Today, to put it simply, Sonoma County tourism is flying high.
No, that’s not to say visitation to the county has returned to pre-COVID levels. But there’s no question that as travel restrictions have loosened and more businesses across the county have reopened, visitors from around the Bay Area and beyond are flocking back to Wine Country in droves.
“From the lifting of restrictions in March, we have seen strong demand throughout the summer months and into the fall at our hotels and restaurants,” said Circe Sher, president of Piazza Hospitality, the company that owns and operates three hotels in downtown Healdsburg. “We are keeping extremely busy and feel optimistic for next year.”
Numbers don’t lie
You don’t have to take Sher’s word for it; the proof of this uptick is in the data.
According to statistics compiled by the Sonoma County Tourism Bureau, hotel occupancy has recovered significantly between July 2020 and July 2021. Earlier this summer occupancy was reported to be just over 77%, while last summer the same research indicated occupancy hovering around 58%.
In the three Julys before 2020, occupancy rates fluctuated between 84%(July 2017) and 81% (July 2019).
Claudia Vecchio, president and CEO of Sonoma County Tourism, the organization that markets Sonoma County as a destination, attributed part of this recovery to the amount of open space in Sonoma County, and to the way in which local people and local businesses are adhering to public health requirements.
“When it comes to safe travel destinations, Northern California is way ahead of most places in terms of safety protocols and vaccination rates,” said Vecchio. “Wearing masks, ensuring event attendees are fully vaccinated and wide-open spaces that offer natural social distancing all make Sonoma County a smart choice for travelers who want to enjoy Wine Country and protect their health.”
Anecdotal evidence across the county supports this claim.
At The Barlow in Sebastopol, parking is at a premium and queues at food-service establishments regularly stretch 10 people deep. In Petaluma, downtown businesses report steady streams of customers for the first time in a long time.
Even at the Children’s Museum of Sonoma County in Santa Rosa, visitation is reportedly higher than it’s been at any time since before the pandemic began.
“Downtown feels alive again,” said Marissa Gilliland, director of hospitality for the recently opened Marine Layer Wines tasting room on the Healdsburg Plaza. “It’s exciting to be here and exciting to be a part of the action.”
New tourism options
Several new and refreshed options in and around Sonoma County certainly have helped draw visitors to the region.
Gilliland’s winery, helmed by Banshee Wines alums Baron Ziegler and Rob Fischer, is one such option.

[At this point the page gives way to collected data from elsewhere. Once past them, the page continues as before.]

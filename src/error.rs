//! # Errores del Servidor
//! src/error.rs
//!
//! Errores que pueden detener el arranque o el ciclo de vida del servidor.
//! Los errores de una conexión individual nunca llegan aquí: se resuelven
//! dentro del manejador de conexiones con una respuesta terminal.

use std::io;
use thiserror::Error;

#[derive(Debug, Error)]
pub enum ServerError {
    /// No se pudo enlazar el socket de escucha
    #[error("failed to bind {addr}: {source}")]
    Bind {
        addr: String,
        #[source]
        source: io::Error,
    },

    /// Configuración inválida (workers en cero, host vacío, ...)
    #[error("invalid configuration: {0}")]
    InvalidConfig(String),

    /// No se pudo crear un thread del pool
    #[error("failed to spawn worker thread: {0}")]
    Spawn(#[source] io::Error),

    /// El directorio de recursos no existe o no se pudo preparar
    #[error("resource directory {path}: {source}")]
    Resources {
        path: String,
        #[source]
        source: io::Error,
    },

    #[error(transparent)]
    Io(#[from] io::Error),
}

pub type Result<T> = std::result::Result<T, ServerError>;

In mid-September, the Charles M. Schulz Sonoma County Airport welcomed the return of non-stop flights to Las Vegas on short-haul carrier Avelo Airlines. Currently the flights are scheduled for Thursdays, Fridays, Sundays, and Mondays; inaugural and promotional pricing was as low as $39 each way.
Earlier this summer, the Art Deco-inspired Flamingo Resort in east Santa Rosa unveiled a $20 million renovation that has attracted hipsters and families alike.
In Sonoma, the 182-room Lodge at Sonoma Resort, Autograph Collection this summer rolled out an exhaustive and extensive renovation—an upgrade that paired with a rebranding from one tier of the Marriott corporate structure to another. The move came after the resort opened Wit & Wisdom, the first Wine Country restaurant from celebrity chef Michael Mina.
Hotel General Manager Chris Wingerberg said guest responses to the changes have been “positive.”
Even veteran wineries have innovated. At Comstock Wines in Healdsburg, for instance, wine club pick-ups no longer revolve around parties but instead around intimate seated tastings and food pairings with tables distanced appropriately on an open-air patio that in the middle of the Dry Creek Valley.